Stumbled across a great four part video series on You Tube with a lecture on Oracle database architecture, and specifically a discussion on the Oracle SGA. For anyone interested in understanding the internals and the pure definition of an Oracle database, this lecture series is worth the time to watch. If you follow his work on the board, you can create your own cool diagram of Oracle database architecture.

Oracle SGA Architecture Lecture

Oracle Server Architecture

High Level Diagram/Definition of an Oracle Server

It is useful to know the architectural details of the Oracle Relational Database Management System (RDBMS) such as its concurrency model, how it manages in its memory and disk, etc.

Database vs. Instance

One common point of confusion with Oracle databases is the distinction between databases and instances.

A database is a collection of data files found on disk or some sort of storage device.

An instance is a set of Oracle processes (also known as background processes) are what operate on the database files, such as storing and fetching data from the database.

Schemas

A collection of objects under one database user (owner). A database user can own one schema, and that same user can still have access to different, multiple schemas.

Two important schemas belong to the SYS and SYSTEM users.
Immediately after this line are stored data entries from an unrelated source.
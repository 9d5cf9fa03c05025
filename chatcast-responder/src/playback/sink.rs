//! Playback sinks
//!
//! The playback queue drives a [`PlaybackSink`]: it announces each chunk's
//! subtitle, hands over the chunk's audio, and reports when a whole unit is
//! done. Audio output devices live behind this trait.

use crate::error::{Error, Result};
use async_trait::async_trait;
use std::io::Cursor;
use std::time::Duration;
use symphonia::core::codecs::CODEC_TYPE_NULL;
use symphonia::core::formats::FormatOptions;
use symphonia::core::io::MediaSourceStream;
use symphonia::core::meta::MetadataOptions;
use symphonia::core::probe::Hint;
use tokio_util::sync::CancellationToken;
use tracing::{debug, info, warn};

#[async_trait]
pub trait PlaybackSink: Send + Sync {
    /// Called before the chunk's audio (also for chunks without audio)
    async fn on_chunk_started(&self, comment_id: &str, index: usize, text: &str);

    /// Play decodable audio bytes and resolve when playback has finished.
    ///
    /// Must return promptly with `Err(Cancelled)` once `cancel` fires.
    async fn play(&self, audio: &[u8], cancel: &CancellationToken) -> Result<()>;

    /// Called exactly once per unit; `finished` is false when cut short
    async fn on_chain_completed(&self, comment_id: &str, finished: bool);
}

/// Sink for headless operation: shows subtitles in the log and holds the
/// playback slot for each clip's real duration, so downstream renderers
/// subscribed to the event stream stay in sync with the timing.
#[derive(Debug, Clone, Default)]
pub struct SubtitleSink {
    /// Used when a clip cannot be decoded
    fallback_duration: Duration,
}

impl SubtitleSink {
    pub fn new(fallback_duration: Duration) -> Self {
        Self { fallback_duration }
    }
}

#[async_trait]
impl PlaybackSink for SubtitleSink {
    async fn on_chunk_started(&self, comment_id: &str, index: usize, text: &str) {
        info!(comment_id = %comment_id, index, subtitle = %text, "Subtitle");
    }

    async fn play(&self, audio: &[u8], cancel: &CancellationToken) -> Result<()> {
        let duration = match probe_duration(audio) {
            Ok(duration) => duration,
            Err(e) => {
                warn!(bytes = audio.len(), error = %e, "Undecodable clip, using fallback duration");
                self.fallback_duration
            }
        };
        debug!(duration_ms = duration.as_millis() as u64, "Playing clip");

        tokio::select! {
            _ = cancel.cancelled() => Err(Error::Cancelled),
            _ = tokio::time::sleep(duration) => Ok(()),
        }
    }

    async fn on_chain_completed(&self, comment_id: &str, finished: bool) {
        debug!(comment_id = %comment_id, finished, "Playback chain completed");
    }
}

/// Duration of an in-memory audio clip.
///
/// Uses the container's frame count when present, otherwise sums packet
/// durations.
pub fn probe_duration(audio: &[u8]) -> Result<Duration> {
    if audio.is_empty() {
        return Err(Error::Playback("empty clip".to_string()));
    }

    let mss = MediaSourceStream::new(Box::new(Cursor::new(audio.to_vec())), Default::default());
    let probed = symphonia::default::get_probe()
        .format(&Hint::new(), mss, &FormatOptions::default(), &MetadataOptions::default())
        .map_err(|e| Error::Playback(format!("Failed to probe format: {}", e)))?;

    let mut format = probed.format;
    let track = format
        .tracks()
        .iter()
        .find(|t| t.codec_params.codec != CODEC_TYPE_NULL)
        .ok_or_else(|| Error::Playback("No audio track found".to_string()))?;

    let track_id = track.id;
    let params = track.codec_params.clone();

    let frames = match params.n_frames {
        Some(frames) => frames,
        None => {
            let mut total = 0u64;
            loop {
                match format.next_packet() {
                    Ok(packet) if packet.track_id() == track_id => total += packet.dur,
                    Ok(_) => continue,
                    // End of stream or a damaged tail: use what was read
                    Err(_) => break,
                }
            }
            total
        }
    };

    if let Some(time_base) = params.time_base {
        let time = time_base.calc_time(frames);
        return Ok(Duration::from_secs(time.seconds) + Duration::from_secs_f64(time.frac));
    }
    match params.sample_rate {
        Some(rate) if rate > 0 => Ok(Duration::from_secs_f64(frames as f64 / rate as f64)),
        _ => Err(Error::Playback("Clip has no time base or sample rate".to_string())),
    }
}

#[cfg(test)]
mod tests {
    use super::*;

    /// One channel of 16-bit silence
    fn wav_bytes(sample_rate: u32, samples: u32) -> Vec<u8> {
        let spec = hound::WavSpec {
            channels: 1,
            sample_rate,
            bits_per_sample: 16,
            sample_format: hound::SampleFormat::Int,
        };
        let mut cursor = Cursor::new(Vec::new());
        {
            let mut writer = hound::WavWriter::new(&mut cursor, spec).unwrap();
            for _ in 0..samples {
                writer.write_sample(0i16).unwrap();
            }
            writer.finalize().unwrap();
        }
        cursor.into_inner()
    }

    #[test]
    fn test_probe_wav_duration() {
        let duration = probe_duration(&wav_bytes(8000, 4000)).unwrap();
        assert!((duration.as_secs_f64() - 0.5).abs() < 0.01, "got {:?}", duration);
    }

    #[test]
    fn test_probe_rejects_garbage() {
        assert!(probe_duration(b"definitely not audio").is_err());
        assert!(probe_duration(&[]).is_err());
    }

    #[tokio::test(start_paused = true)]
    async fn test_play_waits_for_clip_duration() {
        let sink = SubtitleSink::new(Duration::from_secs(1));
        let started = tokio::time::Instant::now();
        sink.play(&wav_bytes(8000, 8000), &CancellationToken::new()).await.unwrap();
        let waited = started.elapsed();
        assert!(waited >= Duration::from_millis(990) && waited <= Duration::from_millis(1010));
    }

    #[tokio::test(start_paused = true)]
    async fn test_play_falls_back_for_undecodable_clip() {
        let sink = SubtitleSink::new(Duration::from_millis(300));
        let started = tokio::time::Instant::now();
        sink.play(b"junk", &CancellationToken::new()).await.unwrap();
        let waited = started.elapsed();
        assert!(waited >= Duration::from_millis(300) && waited < Duration::from_millis(310));
    }

    #[tokio::test]
    async fn test_play_cancelled() {
        let sink = SubtitleSink::new(Duration::from_secs(3600));
        let cancel = CancellationToken::new();
        cancel.cancel();
        let result = sink.play(b"junk", &cancel).await;
        assert!(matches!(result, Err(Error::Cancelled)));
    }
}
//! Event types for the chatcast event system
//!
//! Provides the shared event definitions and the EventBus used to fan pipeline
//! activity out to SSE clients, loggers and tests.

use chrono::{DateTime, Utc};
use serde::{Deserialize, Serialize};
use tokio::sync::broadcast;

/// Pipeline stage addressed by a cancellation or queue change
#[derive(Debug, Clone, Copy, PartialEq, Eq, Serialize, Deserialize)]
#[serde(rename_all = "snake_case")]
pub enum PipelineStage {
    /// Comment intake and answer generation
    Requests,
    /// Ordered audio playback
    Playback,
}

/// Why an incoming comment never reached the request queue
#[derive(Debug, Clone, Copy, PartialEq, Eq, Serialize, Deserialize)]
#[serde(rename_all = "snake_case")]
pub enum DropReason {
    /// Arrived inside the warm-up window after the first comment
    ColdStart,
    /// Request queue was at its configured depth
    QueueFull,
    /// Comment carried no usable text
    EmptyText,
}

/// Terminal state of one answer fetch task
#[derive(Debug, Clone, Copy, PartialEq, Eq, Serialize, Deserialize)]
#[serde(rename_all = "snake_case")]
pub enum TaskOutcomeKind {
    Completed,
    Failed,
    TimedOut,
    Cancelled,
}

impl TaskOutcomeKind {
    pub fn as_str(&self) -> &'static str {
        match self {
            TaskOutcomeKind::Completed => "completed",
            TaskOutcomeKind::Failed => "failed",
            TaskOutcomeKind::TimedOut => "timed_out",
            TaskOutcomeKind::Cancelled => "cancelled",
        }
    }
}

impl std::fmt::Display for TaskOutcomeKind {
    fn fmt(&self, f: &mut std::fmt::Formatter<'_>) -> std::fmt::Result {
        f.write_str(self.as_str())
    }
}

/// Chatcast event types
///
/// Events are broadcast via EventBus and serialized as-is for SSE transmission.
#[derive(Debug, Clone, Serialize, Deserialize)]
#[serde(tag = "type")]
pub enum ChatcastEvent {
    /// Comment accepted by the pipeline and queued for an answer
    CommentReceived {
        comment_id: String,
        author_name: String,
        text: String,
        timestamp: DateTime<Utc>,
    },

    /// Comment started with a suppression sentinel and was skipped
    CommentSuppressed {
        comment_id: String,
        timestamp: DateTime<Utc>,
    },

    /// Comment was not admitted
    CommentDropped {
        comment_id: String,
        reason: DropReason,
        timestamp: DateTime<Utc>,
    },

    /// An answer fetch task began executing
    AnswerTaskStarted {
        comment_id: String,
        timestamp: DateTime<Utc>,
    },

    /// An answer fetch task reached a terminal state
    AnswerTaskFinished {
        comment_id: String,
        outcome: TaskOutcomeKind,
        elapsed_ms: u64,
        /// Failure detail, absent on success
        #[serde(skip_serializing_if = "Option::is_none")]
        detail: Option<String>,
        timestamp: DateTime<Utc>,
    },

    /// A validated playback unit joined the playback queue
    PlaybackUnitQueued {
        comment_id: String,
        chunk_count: usize,
        queue_depth: usize,
        timestamp: DateTime<Utc>,
    },

    /// Playback of a unit began
    PlaybackStarted {
        comment_id: String,
        timestamp: DateTime<Utc>,
    },

    /// A chunk's subtitle text should be shown now
    SubtitleChunk {
        comment_id: String,
        index: usize,
        text: String,
        timestamp: DateTime<Utc>,
    },

    /// Playback of a unit finished (normally or not)
    PlaybackCompleted {
        comment_id: String,
        /// False when the unit was cut short by cancellation or a sink failure
        finished: bool,
        timestamp: DateTime<Utc>,
    },

    /// A stage's queue was emptied by cancellation
    QueueCleared {
        stage: PipelineStage,
        discarded: usize,
        timestamp: DateTime<Utc>,
    },
}

impl ChatcastEvent {
    /// Event type string, used as the SSE `event:` field
    pub fn event_type(&self) -> &'static str {
        match self {
            ChatcastEvent::CommentReceived { .. } => "CommentReceived",
            ChatcastEvent::CommentSuppressed { .. } => "CommentSuppressed",
            ChatcastEvent::CommentDropped { .. } => "CommentDropped",
            ChatcastEvent::AnswerTaskStarted { .. } => "AnswerTaskStarted",
            ChatcastEvent::AnswerTaskFinished { .. } => "AnswerTaskFinished",
            ChatcastEvent::PlaybackUnitQueued { .. } => "PlaybackUnitQueued",
            ChatcastEvent::PlaybackStarted { .. } => "PlaybackStarted",
            ChatcastEvent::SubtitleChunk { .. } => "SubtitleChunk",
            ChatcastEvent::PlaybackCompleted { .. } => "PlaybackCompleted",
            ChatcastEvent::QueueCleared { .. } => "QueueCleared",
        }
    }
}

/// Central event distribution bus
///
/// Thin wrapper over `tokio::sync::broadcast`. Slow subscribers lag and lose
/// the oldest events; emitters never block.
#[derive(Debug, Clone)]
pub struct EventBus {
    tx: broadcast::Sender<ChatcastEvent>,
    capacity: usize,
}

impl EventBus {
    /// Creates a new EventBus with specified channel capacity
    ///
    /// # Examples
    ///
    /// ```
    /// use chatcast_common::events::EventBus;
    ///
    /// let event_bus = EventBus::new(256);
    /// assert_eq!(event_bus.capacity(), 256);
    /// ```
    pub fn new(capacity: usize) -> Self {
        let (tx, _) = broadcast::channel(capacity);
        Self { tx, capacity }
    }

    /// Subscribe to all future events
    ///
    /// Events emitted before subscription are not received.
    pub fn subscribe(&self) -> broadcast::Receiver<ChatcastEvent> {
        self.tx.subscribe()
    }

    /// Emit an event to all subscribers
    ///
    /// Returns `Ok(subscriber_count)` if at least one subscriber exists,
    /// `Err` if nobody is listening.
    #[allow(clippy::result_large_err)]
    pub fn emit(
        &self,
        event: ChatcastEvent,
    ) -> Result<usize, broadcast::error::SendError<ChatcastEvent>> {
        self.tx.send(event)
    }

    /// Emit an event, ignoring if no subscribers are listening
    pub fn emit_lossy(&self, event: ChatcastEvent) {
        let _ = self.tx.send(event);
    }

    /// Get the current number of active subscribers
    pub fn subscriber_count(&self) -> usize {
        self.tx.receiver_count()
    }

    /// Get the configured channel capacity
    pub fn capacity(&self) -> usize {
        self.capacity
    }
}

impl Default for EventBus {
    fn default() -> Self {
        Self::new(256)
    }
}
SYS schemas contain the data dictionary for the database. The data dictionary is a collection of read-only (query only) database tables and views containing metadata related to the objects in the database. Metadata includes definitions for all of a schema’s objects.

Incicdentally, the SYS user has the highest privileges in an Oracle database and is the equivallent to an “Administrator” or “root” account on the operating system.

Tablespaces

A schema objects that requires physical storage must belong to tablespace, which is a logical group of functionally related schema objects.

Data Blocks

A data block is the smallest unit of data used by ORacle during its I/O operations. Each operating system has a block size. However, Oracle works exclusively in units of Oracle data blocks… not operating system blocks.
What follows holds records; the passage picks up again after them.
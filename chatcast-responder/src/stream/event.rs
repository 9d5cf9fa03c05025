//! Typed answer-stream events

use serde::Serialize;

/// Backend identifiers attached to stream payloads
///
/// Any field may be absent on a given payload; [`CorrelationIds::merge`] keeps
/// the latest non-empty value.
#[derive(Debug, Clone, Default, PartialEq, Eq, Serialize)]
pub struct CorrelationIds {
    #[serde(skip_serializing_if = "Option::is_none")]
    pub conversation_id: Option<String>,
    #[serde(skip_serializing_if = "Option::is_none")]
    pub message_id: Option<String>,
    #[serde(skip_serializing_if = "Option::is_none")]
    pub task_id: Option<String>,
}

impl CorrelationIds {
    pub fn is_empty(&self) -> bool {
        self.conversation_id.is_none() && self.message_id.is_none() && self.task_id.is_none()
    }

    /// Overwrite fields with any value `newer` carries
    pub fn merge(&mut self, newer: &CorrelationIds) {
        if newer.conversation_id.is_some() {
            self.conversation_id.clone_from(&newer.conversation_id);
        }
        if newer.message_id.is_some() {
            self.message_id.clone_from(&newer.message_id);
        }
        if newer.task_id.is_some() {
            self.task_id.clone_from(&newer.task_id);
        }
    }
}

/// One decoded answer-stream event
#[derive(Debug, Clone, PartialEq)]
pub enum StreamEvent {
    /// Incremental answer text
    TextDelta { text: String, ids: CorrelationIds },

    /// Inline synthesized audio, already base64-decoded
    AudioChunk { bytes: Vec<u8>, ids: CorrelationIds },

    /// Any other backend event, kept for forward compatibility
    Custom {
        kind: String,
        ids: CorrelationIds,
        /// Error message for `error` events
        detail: Option<String>,
    },

    /// Backend declared the answer complete
    EndOfStream { ids: CorrelationIds },
}

impl StreamEvent {
    pub fn correlation_ids(&self) -> &CorrelationIds {
        match self {
            StreamEvent::TextDelta { ids, .. }
            | StreamEvent::AudioChunk { ids, .. }
            | StreamEvent::Custom { ids, .. }
            | StreamEvent::EndOfStream { ids } => ids,
        }
    }

    /// Short name for logs
    pub fn kind(&self) -> &str {
        match self {
            StreamEvent::TextDelta { .. } => "text_delta",
            StreamEvent::AudioChunk { .. } => "audio_chunk",
            StreamEvent::Custom { kind, .. } => kind,
            StreamEvent::EndOfStream { .. } => "end_of_stream",
        }
    }

    /// Convenience constructor without correlation ids
    pub fn text(text: impl Into<String>) -> Self {
        StreamEvent::TextDelta { text: text.into(), ids: CorrelationIds::default() }
    }
}
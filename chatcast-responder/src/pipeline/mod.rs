//! Two-stage comment pipeline: ordered answer fetching feeding ordered playback

pub mod admission;
pub mod controller;
pub mod request_queue;
pub mod scoped_queue;

pub use admission::{Admission, AdmissionFilter};
pub use controller::{CancelSummary, PipelineController, PipelineParts, PipelineStatus, SubmitOutcome};
pub use request_queue::RequestQueue;
pub use scoped_queue::{PushError, ScopedQueue};
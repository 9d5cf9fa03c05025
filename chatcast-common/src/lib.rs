//! # Chatcast Common Library
//!
//! Shared code for the chatcast services including:
//! - Error type shared across crates
//! - Event types (ChatcastEvent enum) and the EventBus
//! - TOML configuration file discovery and loading
//! - Timestamp helpers

pub mod config;
pub mod error;
pub mod events;
pub mod time;

pub use error::{Error, Result};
Note that one data block may contain more than one row of a table.

Most discussions about performance measurement in Oracle almost always includes the concept of data blocks.

What Makes Oracle Different

Come to understand two concepts of Oracle: its locking mechanism and its multiversion read consistency model. These two characteristics set it apart from other RDBMS’s. Facts about Oracle’s locking behavior:

Oracle uses row-level locking. It makes sure only one transaction can write or modify a piece of data at any given time. Read operations (query or select) do not initiate locking behavior.

Overhead for locking is really low. The lock status is stored within the data block of the row, and not through some lock row status table.

Even if you modify every row of a very large table, Oracle will put a row lock on each row.

Oracle also keeps track of how to change back any blocks of data that are changed. This is stored in an undo (or rollback) segment. This undo segment is marked with a internal timestamp or SCN (system change number) so that if for example, you are querying data while it is being updated, Oracle will look through the undo segments to know what the data looked like at the time your query initiated. This is called multiversion read consistency.